At age 8, I went to live with a foster family and ate myself into a chubby youth. As a teen I experimented with bulimia and reached my lowest weight, 135 (at 5'6" I looked like skin and bones somehow). When I entered college I enjoyed the freedom of late night pizzas and pints of Ben and Jerry's every weekend. In four years I packed on about 40 pounds, be then stopped weighing. Soon after, I learned about the blood type diet and faced the news that, as a Type O, I should avoid grains and dairy. I knew the foods that made me feel good and the ones that made me feel bad, but eventually I got tired of eating strictly and when I got married three years later, I'd reached 200 lbs.
Three years later I was pregnant for the first time and weighed monthly, then weekly, at the doctor's office. I was 220 when I got pregnant, 248 the day I left the hospital with my daughter. During my pregnancy I'd managed to avoid high blood pressure and pre-diabetes, but I was plagued by an itchy red rash that spread from my scalp to the soles of my feet and lasted for months. After a few years of suffering, I was finally diagnosed with psoriasis (an auto-immune disease).

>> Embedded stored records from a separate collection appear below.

use std::fmt;
use std::future::Future;
use std::sync::Arc;
use std::time::Duration;

use metrics::{counter, gauge};
use moka::future::Cache;
use moka::policy::EvictionPolicy;

use crate::models::{IdentityRecord, LeaderboardEntry};

pub const DEFAULT_MAX_ENTRIES: u64 = 500;
pub const DEFAULT_TTL: Duration = Duration::from_secs(5 * 60);

/// Cache key for the aggregated leaderboard of a given size.
pub fn leaderboard_key(limit: u32) -> String {
    format!("leaderboard?limit={limit}")
}

/// Cache key for an account's identity record. Addresses are case-insensitive.
pub fn identity_key(account: &str) -> String {
    format!("identity:{}", account.trim().to_lowercase())
}

/// Cached value wrapper
#[derive(Debug, Clone, PartialEq)]
pub enum CacheValue {
    Leaderboard(Vec<LeaderboardEntry>),
    /// `None` records a lookup that found no identity.
    Identity(Option<IdentityRecord>),
}

impl CacheValue {
    fn kind(&self) -> &'static str {
        match self {
            CacheValue::Leaderboard(_) => "leaderboard",
            CacheValue::Identity(_) => "identity",
        }
    }
}

/// Bounded, time-expiring store shared by every data-access component.
///
/// Entries are evicted least-recently-used once `max_entries` is exceeded and
/// read as absent once older than the TTL. Clones share the same storage.
#[derive(Clone)]
pub struct PortfolioCache {
    cache: Cache<String, CacheValue>,
}

impl fmt::Debug for PortfolioCache {
    fn fmt(&self, f: &mut fmt::Formatter<'_>) -> fmt::Result {
        f.debug_struct("PortfolioCache")
            .field("stats", &self.stats())
            .finish()
    }
}

impl Default for PortfolioCache {
    fn default() -> Self {
        Self::new(DEFAULT_MAX_ENTRIES, DEFAULT_TTL)
    }
}

impl PortfolioCache {
    pub fn new(max_entries: u64, ttl: Duration) -> Self {
        let cache = Cache::builder()
            .max_capacity(max_entries)
            .time_to_live(ttl)
            .eviction_policy(EvictionPolicy::lru())
            .build();

        Self { cache }
    }

    pub async fn get(&self, key: &str) -> Option<CacheValue> {
        self.cache.get(key).await
    }

    /// Stores `value` and applies eviction before returning, so the entry
    /// count never sits above `max_entries` and the least-recently-used
    /// entry is the one dropped.
    pub async fn set(&self, key: impl Into<String>, value: CacheValue) {
        let key = key.into();
        tracing::trace!(%key, kind = value.kind(), "cache set");
        self.cache.insert(key, value).await;
        self.settle().await;
    }

    /// Return the cached leaderboard aggregate or build it with `load`.
    ///
    /// Concurrent callers that miss together share one `load`; the others
    /// wait for its result. Failed loads are not stored, and every waiter
    /// receives the same shared error.
    pub async fn get_or_load_leaderboard<F, E>(
        &self,
        limit: u32,
        load: F,
    ) -> Result<Vec<LeaderboardEntry>, Arc<E>>
    where
        F: Future<Output = Result<Vec<LeaderboardEntry>, E>>,
        E: Send + Sync + 'static,
    {
        let key = leaderboard_key(limit);
        let entry = self
            .cache
            .entry_by_ref(key.as_str())
            .or_try_insert_with(async { load.await.map(CacheValue::Leaderboard) })
            .await?;

        let fresh = entry.is_fresh();
        record_lookup("leaderboard", !fresh);
        if fresh {
            self.settle().await;
        }

        match entry.into_value() {
            CacheValue::Leaderboard(entries) => Ok(entries),
            other => {
                tracing::warn!(%key, kind = other.kind(), "leaderboard key holds another kind");
                Ok(Vec::new())
            }
        }
    }

    /// Outer `None` is a miss; `Some(None)` is a cached "no identity".
    pub async fn get_identity(&self, account: &str) -> Option<Option<IdentityRecord>> {
        let hit = match self.get(&identity_key(account)).await {
            Some(CacheValue::Identity(record)) => Some(record),
            _ => None,
        };
        record_lookup("identity", hit.is_some());
        hit
    }

    pub async fn set_identity(&self, account: &str, record: Option<IdentityRecord>) {
        self.set(identity_key(account), CacheValue::Identity(record))
            .await;
    }

    /// Apply buffered evictions and bookkeeping now instead of lazily.
    pub async fn run_pending_tasks(&self) {
        self.cache.run_pending_tasks().await;
    }

    async fn settle(&self) {
        self.cache.run_pending_tasks().await;
        gauge!("cache_entries").set(self.cache.entry_count() as f64);
    }

    /// Get cache statistics for monitoring
    pub fn stats(&self) -> CacheStats {
        CacheStats {
            entry_count: self.cache.entry_count(),
            max_entries: self.cache.policy().max_capacity(),
        }
    }
}

fn record_lookup(kind: &'static str, hit: bool) {
    if hit {
        counter!("cache_hits_total", "kind" => kind).increment(1);
    } else {
        counter!("cache_misses_total", "kind" => kind).increment(1);
    }
    tracing::trace!(kind, hit, "cache lookup");
}

#[derive(Debug, Clone, Copy, PartialEq, Eq)]
pub struct CacheStats {
    pub entry_count: u64,
    pub max_entries: Option<u64>,
}
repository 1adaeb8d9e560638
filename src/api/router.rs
use axum::routing::get;
use axum::Router;
use tower_http::cors::{Any, CorsLayer};
use tower_http::trace::TraceLayer;

use super::handlers;
use crate::AppState;

pub fn create_router(state: AppState) -> Router {
    let api = Router::new()
        // Landing view
        .route("/api/leaderboard", get(handlers::leaderboard::list))
        // Lookups
        .route("/api/search", get(handlers::portfolio::search))
        .route("/api/portfolio/:address_or_name", get(handlers::portfolio::detail))
        // Asset drill-down
        .route("/api/pools/:asset/history", get(handlers::pools::history));

    // Read-only public data: any origin may fetch it.
    let cors = CorsLayer::new()
        .allow_origin(Any)
        .allow_methods(Any)
        .allow_headers(Any);

    Router::new()
        .route("/health", get(handlers::health::health_check))
        .route("/metrics", get(handlers::metrics::render))
        .merge(api)
        .layer(cors)
        .layer(TraceLayer::new_for_http())
        .with_state(state)
}
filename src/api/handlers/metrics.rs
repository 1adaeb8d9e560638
use axum::extract::State;
use axum::http::header::CONTENT_TYPE;
use axum::response::IntoResponse;
use metrics::gauge;

use crate::AppState;

/// Prometheus scrape endpoint. The cache gauge is refreshed here because moka
/// only settles its entry count lazily.
pub async fn render(State(state): State<AppState>) -> impl IntoResponse {
    state.cache.run_pending_tasks().await;
    gauge!("cache_entries").set(state.cache.stats().entry_count as f64);

    ([(CONTENT_TYPE, "text/plain; version=0.0.4")], state.metrics_handle.render())
}
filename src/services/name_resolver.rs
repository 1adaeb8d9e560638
use alloy::primitives::Address;
use thiserror::Error;

use crate::ens::EnsClient;

#[derive(Debug, Clone, Copy, PartialEq, Eq, Error)]
pub enum ResolveError {
    #[error("Invalid address or ENS name")]
    InvalidAddressOrName,
}

/// Outcome of resolving user input. On failure `address` holds the trimmed
/// input so it can be echoed back to the user.
#[derive(Debug, Clone, PartialEq, Eq)]
pub struct Resolution {
    pub address: String,
    pub error: Option<ResolveError>,
}

impl Resolution {
    fn resolved(address: impl Into<String>) -> Self {
        Self {
            address: address.into(),
            error: None,
        }
    }

    fn failed(input: &str) -> Self {
        Self {
            address: input.to_string(),
            error: Some(ResolveError::InvalidAddressOrName),
        }
    }

    /// True for blank input, which callers treat as "no query".
    pub fn is_empty(&self) -> bool {
        self.address.is_empty()
    }
}

/// `0x` followed by 40 hex digits. All-lowercase is accepted as is; any
/// uppercase letter means the input must carry a valid EIP-55 checksum.
pub fn is_address(input: &str) -> bool {
    let Some(hex) = input.strip_prefix("0x") else {
        return false;
    };
    if hex.len() != 40 || !hex.bytes().all(|b| b.is_ascii_hexdigit()) {
        return false;
    }
    if !hex.bytes().any(|b| b.is_ascii_uppercase()) {
        return true;
    }
    Address::parse_checksummed(input, None).is_ok()
}

/// Turns an address-or-ENS-name into a canonical address.
#[derive(Debug, Clone)]
pub struct NameResolver {
    ens: EnsClient,
}

impl NameResolver {
    pub fn new(ens: EnsClient) -> Self {
        Self { ens }
    }

    pub async fn resolve(&self, input: &str) -> Resolution {
        let input = input.trim();

        if input.is_empty() {
            return Resolution::resolved("");
        }

        if is_address(input) {
            return Resolution::resolved(input);
        }

        match self.ens.lookup(input).await {
            Ok(Some(record)) => match record.address {
                Some(address) if is_address(&address) => {
                    tracing::debug!(name = input, %address, "ENS name resolved");
                    Resolution::resolved(address)
                }
                _ => {
                    tracing::info!(name = input, "ENS record has no usable address");
                    Resolution::failed(input)
                }
            },
            Ok(None) => {
                tracing::info!(name = input, "ENS name not found");
                Resolution::failed(input)
            }
            Err(e) => {
                tracing::error!(name = input, error = %e, "Error resolving ENS name");
                Resolution::failed(input)
            }
        }
    }
}
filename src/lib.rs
pub mod api;
pub mod cache;
pub mod config;
pub mod dx;
pub mod ens;
pub mod errors;
pub mod metrics;
pub mod models;
pub mod services;

use metrics_exporter_prometheus::PrometheusHandle;

use crate::cache::PortfolioCache;
use crate::config::AppConfig;
use crate::dx::DxClient;
use crate::ens::EnsClient;
use crate::services::{IdentityService, LeaderboardService, NameResolver, PortfolioService};

#[derive(Clone)]
pub struct AppState {
    pub config: AppConfig,
    pub cache: PortfolioCache,
    pub portfolio: PortfolioService,
    pub leaderboard: LeaderboardService,
    pub metrics_handle: PrometheusHandle,
}

impl AppState {
    /// Wire every component around one shared HTTP client and one cache.
    pub fn new(config: AppConfig, metrics_handle: PrometheusHandle) -> anyhow::Result<Self> {
        let http = reqwest::Client::builder()
            .timeout(config.upstream_timeout())
            .user_agent(concat!("dxdx/", env!("CARGO_PKG_VERSION")))
            .build()?;

        let cache = PortfolioCache::new(config.cache_max_entries, config.cache_ttl());

        let dx = DxClient::with_base_url(http.clone(), &config.dx_api_url)
            .with_page_size(config.actions_page_size);
        let ens = EnsClient::with_base_url(http, &config.ens_api_url);

        let identity = IdentityService::new(ens.clone(), cache.clone());
        let leaderboard = LeaderboardService::new(
            dx.clone(),
            identity,
            cache.clone(),
            config.leaderboard_limit,
        );
        let portfolio = PortfolioService::new(dx, NameResolver::new(ens));

        Ok(Self {
            config,
            cache,
            portfolio,
            leaderboard,
            metrics_handle,
        })
    }
}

When my daughter was 4 months old, a friend approached me to join Weight Watchers (WW). Apart from my time spent purging and using diet pills in high school and my year following the blood type diet, I'd never successfully dieted. I was looking forward to losing weight but I had no idea how much my life would change.

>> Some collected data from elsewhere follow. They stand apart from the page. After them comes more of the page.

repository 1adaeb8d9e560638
use std::time::Duration;

use serde_json::{json, Value};
use wiremock::matchers::{method, path, query_param};
use wiremock::{Mock, MockServer, ResponseTemplate};

use dxdx::cache::PortfolioCache;
use dxdx::config::AppConfig;
use dxdx::dx::DxClient;
use dxdx::ens::EnsClient;

/// A checksummed address that owns agents in the fixtures.
#[allow(dead_code)]
pub const ADDRESS: &str = "0x5dC5E4c884e0719d07122333d0558aBa5Cd670A6";

/// Deterministic lowercase player address for leaderboard fixtures.
#[allow(dead_code)]
pub fn player(n: u32) -> String {
    format!("0x{n:040x}")
}

#[allow(dead_code)]
pub fn http() -> reqwest::Client {
    reqwest::Client::builder()
        .timeout(Duration::from_secs(2))
        .build()
        .expect("Failed to build HTTP client")
}

#[allow(dead_code)]
pub fn dx_client(server: &MockServer) -> DxClient {
    DxClient::with_base_url(http(), server.uri())
}

#[allow(dead_code)]
pub fn ens_client(server: &MockServer) -> EnsClient {
    EnsClient::with_base_url(http(), server.uri())
}

#[allow(dead_code)]
pub fn fresh_cache() -> PortfolioCache {
    PortfolioCache::new(500, Duration::from_secs(300))
}

#[allow(dead_code)]
pub fn test_config(dx: &MockServer, ens: &MockServer) -> AppConfig {
    AppConfig {
        dx_api_url: dx.uri(),
        ens_api_url: ens.uri(),
        upstream_timeout_secs: 2,
        ..AppConfig::default()
    }
}

#[allow(dead_code)]
pub fn agent_json(id: &str, name: &str, value: i64, holdings: &[(&str, i64)]) -> Value {
    let portfolio: serde_json::Map<String, Value> = holdings
        .iter()
        .map(|(symbol, amount)| (symbol.to_string(), json!(amount)))
        .collect();

    json!({
        "id": id,
        "name": name,
        "type": "trader",
        "condition": "healthy",
        "company_id": "c1",
        "player_id": ADDRESS,
        "location_id": "loc-1",
        "energy": 80,
        "persona": {
            "animal": "fox",
            "gender": "female",
            "hobbies": ["chess"],
            "age_range": "30-40",
            "occupation": "analyst"
        },
        "last_action_timestamp": 1_737_374_400,
        "last_action_time_ago": "2h ago",
        "decide_model": "model-a",
        "message_model": "model-b",
        "decide_temp": 0.7,
        "message_temp": 0.9,
        "portfolio_value": value,
        "portfolio": portfolio,
        "image_url": format!("https://img.example/{id}.png"),
        "nugget_url": null,
        "card_url": null
    })
}

#[allow(dead_code)]
pub fn action_json(id: &str, agent_id: &str, agent_name: &str, timestamp: &str) -> Value {
    json!({
        "id": id,
        "agent_id": agent_id,
        "agent_name": agent_name,
        "action_timestamp": timestamp,
        "action_type": "trade",
        "reasoning": "momentum looks good",
        "details": {
            "type": "buy",
            "amount_in": 10,
            "amount_out": 250,
            "price_after": 0.04,
            "token_symbol": "WEBCOIN"
        },
        "location_id": "loc-1",
        "created_at": timestamp
    })
}

#[allow(dead_code)]
pub async fn mount_agents(server: &MockServer, address: &str, agents: Value) {
    Mock::given(method("GET"))
        .and(path(format!("/players/{address}/agents")))
        .and(query_param("limit", "1000"))
        .and(query_param("offset", "0"))
        .respond_with(ResponseTemplate::new(200).set_body_json(json!({ "data": agents })))
        .mount(server)
        .await;
}

#[allow(dead_code)]
pub async fn mount_ens_name(server: &MockServer, name: &str, address: &str) {
    Mock::given(method("GET"))
        .and(path(format!("/{name}")))
        .respond_with(ResponseTemplate::new(200).set_body_json(json!({
            "address": address,
            "ens": name,
            "avatar": format!("https://metadata.ens.domains/mainnet/avatar/{name}"),
            "twitter": "fivelines"
        })))
        .mount(server)
        .await;
}
use metrics::{counter, gauge};
use metrics_exporter_prometheus::{PrometheusBuilder, PrometheusHandle};

/// Install the Prometheus exporter and register the application metrics.
/// Returns a `PrometheusHandle` whose `render()` method produces the
/// text/plain Prometheus scrape payload.
pub fn init_metrics() -> anyhow::Result<PrometheusHandle> {
    let handle = PrometheusBuilder::new().install_recorder()?;

    // Pre-register so they appear even before the first increment.
    for endpoint in ["agents", "actions", "prompts", "leaderboard", "price_history", "ens"] {
        counter!("upstream_requests_total", "endpoint" => endpoint).absolute(0);
        counter!("upstream_failures_total", "endpoint" => endpoint).absolute(0);
    }
    for kind in ["leaderboard", "identity"] {
        counter!("cache_hits_total", "kind" => kind).absolute(0);
        counter!("cache_misses_total", "kind" => kind).absolute(0);
    }
    gauge!("cache_entries").set(0.0);

    Ok(handle)
}

/// A handle backed by a recorder that is not installed globally. Metrics
/// emitted through the facade are not captured; used where only the
/// `/metrics` endpoint shape matters.
pub fn detached_handle() -> PrometheusHandle {
    PrometheusBuilder::new().build_recorder().handle()
}
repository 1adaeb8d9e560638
pub mod handlers;
pub mod router;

My first weigh-in was 220 lbs; I'd been nursing and that helped me lose some baby weight (I certainly wasn't exercising!) I enjoyed following the plan by eating what I knew I should (based on my blood type) and learning to limit portions and count points. In a year and a half I lost 50 lbs, then got tired of tracking and counting and quit WW. I kept all but 5 lbs off for a few years, then decided it was time to lose the rest.
At 175 lbs, I went back to WW in 2009. I knew how the program worked and I'd always stayed on the healthier side, mostly avoiding the packaged foods and fake sweeteners. Sometimes I was weary of dieting and would over-indulge on sugar free ice cream bars or high fiber bars. The good habit I took away was making a choice to have a delicious "real" food and avoid the fake filler foods like the flat breads and high fiber breads my friends ate. If I couldn't eat real bread, I just wouldn't bother.

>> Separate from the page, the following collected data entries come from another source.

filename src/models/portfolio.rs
use std::cmp::Reverse;
use std::collections::{BTreeMap, HashMap};
use std::fmt;

use rust_decimal::prelude::ToPrimitive;
use rust_decimal::Decimal;
use serde::Serialize;

use super::{Action, Agent};

// ---------------------------------------------------------------------------
// Lookup conditions
// ---------------------------------------------------------------------------

/// Recoverable outcomes of an address lookup that are reported as data
/// rather than as errors.
#[derive(Debug, Clone, Copy, PartialEq, Eq, Serialize)]
#[serde(rename_all = "snake_case")]
pub enum LookupCondition {
    NoQuery,
    InvalidAddress,
    NoAgents,
}

impl LookupCondition {
    pub fn message(&self) -> &'static str {
        match self {
            LookupCondition::NoQuery => "Enter an address or ENS name",
            LookupCondition::InvalidAddress => "Invalid address or ENS name",
            LookupCondition::NoAgents => "No agents found",
        }
    }

    pub fn is_error(&self) -> bool {
        !matches!(self, LookupCondition::NoQuery)
    }
}

impl fmt::Display for LookupCondition {
    fn fmt(&self, f: &mut fmt::Formatter<'_>) -> fmt::Result {
        f.write_str(self.message())
    }
}

// ---------------------------------------------------------------------------
// Portfolio view
// ---------------------------------------------------------------------------

#[derive(Debug, Clone, PartialEq, Serialize)]
pub struct AssetShare {
    pub symbol: String,
    pub amount: f64,
    /// `amount / total_value * 100`, two decimal places.
    pub share_pct: f64,
}

#[derive(Debug, Clone, Default, PartialEq, Serialize)]
pub struct PortfolioSummary {
    pub total_value: Decimal,
    pub agent_count: usize,
    pub distribution: Vec<AssetShare>,
}

/// Everything the presentation layer needs to render one account.
#[derive(Debug, Clone, PartialEq, Serialize)]
pub struct PortfolioView {
    /// The address or ENS name as the user typed it.
    pub address: String,
    pub resolved_address: Option<String>,
    pub display_name: String,
    /// Sorted by descending portfolio value.
    pub agents: Vec<Agent>,
    /// Most recent first.
    pub actions: Vec<Action>,
    /// Keyed by agent id; each bucket most recent first.
    pub actions_by_agent: BTreeMap<String, Vec<Action>>,
    pub prompts: HashMap<String, String>,
    pub summary: PortfolioSummary,
    pub condition: Option<LookupCondition>,
    pub error: Option<String>,
}

impl PortfolioView {
    pub fn empty(address: &str, condition: LookupCondition) -> Self {
        Self {
            address: address.to_string(),
            resolved_address: None,
            display_name: pretty_address(address),
            agents: Vec::new(),
            actions: Vec::new(),
            actions_by_agent: BTreeMap::new(),
            prompts: HashMap::new(),
            summary: PortfolioSummary::default(),
            condition: Some(condition),
            error: condition.is_error().then(|| condition.message().to_string()),
        }
    }

    pub fn build(
        address: &str,
        resolved_address: &str,
        mut agents: Vec<Agent>,
        mut actions: Vec<Action>,
        prompts: HashMap<String, String>,
    ) -> Self {
        sort_agents_by_value(&mut agents);
        sort_recent_first(&mut actions);
        let summary = summarize(&agents);
        let actions_by_agent = group_actions_by_agent(&actions);

        Self {
            address: address.to_string(),
            resolved_address: Some(resolved_address.to_string()),
            display_name: pretty_address(address),
            agents,
            actions,
            actions_by_agent,
            prompts,
            summary,
            condition: None,
            error: None,
        }
    }
}

// ---------------------------------------------------------------------------
// Shaping helpers
// ---------------------------------------------------------------------------

pub fn sort_agents_by_value(agents: &mut [Agent]) {
    agents.sort_by(|a, b| b.portfolio_value.cmp(&a.portfolio_value));
}

/// Strictly descending by timestamp. Unparseable timestamps sink to the end;
/// ties keep upstream order.
pub fn sort_recent_first(actions: &mut [Action]) {
    actions.sort_by_cached_key(|a| Reverse(a.timestamp()));
}

/// Buckets actions by `agent_id`. Display names are not unique, so they are
/// never used as the key. Input order is preserved within each bucket.
pub fn group_actions_by_agent(actions: &[Action]) -> BTreeMap<String, Vec<Action>> {
    let mut grouped: BTreeMap<String, Vec<Action>> = BTreeMap::new();
    for action in actions {
        grouped
            .entry(action.agent_id.clone())
            .or_default()
            .push(action.clone());
    }
    grouped
}

pub fn summarize(agents: &[Agent]) -> PortfolioSummary {
    let total_value: Decimal = agents.iter().map(|a| a.portfolio_value).sum();

    let mut holdings: HashMap<&str, f64> = HashMap::new();
    for agent in agents {
        for (symbol, amount) in &agent.portfolio {
            *holdings.entry(symbol.as_str()).or_insert(0.0) += *amount;
        }
    }

    let mut distribution: Vec<AssetShare> = holdings
        .into_iter()
        .map(|(symbol, amount)| AssetShare {
            symbol: symbol.to_string(),
            amount,
            share_pct: share_pct(amount, total_value),
        })
        .collect();
    distribution.sort_by(|a, b| b.amount.total_cmp(&a.amount).then_with(|| a.symbol.cmp(&b.symbol)));

    PortfolioSummary {
        total_value,
        agent_count: agents.len(),
        distribution,
    }
}

fn share_pct(amount: f64, total: Decimal) -> f64 {
    match total.to_f64() {
        Some(total) if total != 0.0 => (amount * 100.0 / total * 100.0).round() / 100.0,
        _ => 0.0,
    }
}

/// ENS names are shown verbatim; raw addresses are cut to their first six
/// characters.
pub fn pretty_address(address: &str) -> String {
    if address.contains(".eth") {
        return address.to_string();
    }
    address.chars().take(6).collect()
}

I took up running (which I hated) as a means for keeping weight off. I placed first or second several times in my age range. I also dreaded that idea that I'd have to run my entire life to keep the weight off.
In a year I reached my goal weight, 150, and entered the maintenance phase. Suddenly I panicked, how could I eat normal food for the rest of my life and still maintain my weight without a lifetime of counting and measuring and weighing? Surely I'd fall off the wagon if I had to do that forever. I longed to be "normal" about food, to eat a meal without calculating calories and points values.
Two months later I read "Why We Get Fat" by Gary Taubes, then the next month I read "The Primal Blueprint" by Mark Sisson — both making a strong case for eating meat and fat (and real FOOD), avoiding foods that cause insulin resistance, and following natural hunger patterns. Suddenly I had the opportunity to go out to eat, go to a party, visit a relative, and not panic about what I could eat. Just eat meat, don't worry about the fat, and don't freak. Years of WW taught me that I could eat a regular portion of meat and not starve. I started eating the skin and fat too, just for the satisfaction and flavor, knowing the calories would sustain me.
During that year I started training for a half marathon and got married at my best adult weight, 145. I hated running six times a week and I especially hated struggling with the 5-7 lbs that lurked on the scale — how could I be burning so many calories and still gaining??
I got injured just before my race, completed the event and retired from running at 36. I figured now the weight would pile on, but I started a Zumba class with a friend three times a week to remain active. Turns out I'd been avoiding admitting that I had another problem — I'd returned to bingeing and purging (through fasting) with the stress of training. Once I was "released" from running, the urge to binge backed off some and my weight returned to 145.
A few months ago I read "Brain Over Binge" by Kathryn Hansen. I learned that the urges to binge were created by my years of extreme poverty as a child, reinforce by bulimia as a teen, then exaggerated by years of dieting and running. Since I started to recover from binge-purge, I've reached 141 lbs, just about where I actually want to be. Recovering from bulimia meant that I couldn't focus on dieting, weighing or restricting. Part of my successful weight loss during recovery is following the paleo diet which allows me to eat delicious food and remain healthy without the hyper-focus of weighing, tracking and counting anymore. I burn calories better now, so I can select an exercise I enjoy and no longer punish myself with running or training!
Other people's perception of fat and grains.
What advice (if any) would you give to someone interested in trying a carbohydrate-restricted or paleo diet? Were there any obstacles that you overcame that could help future dieters?
Go slowly, eliminate one thing at a time. Don't focus on what you can't have anymore; think of how the foods you eat nourish and improve your body.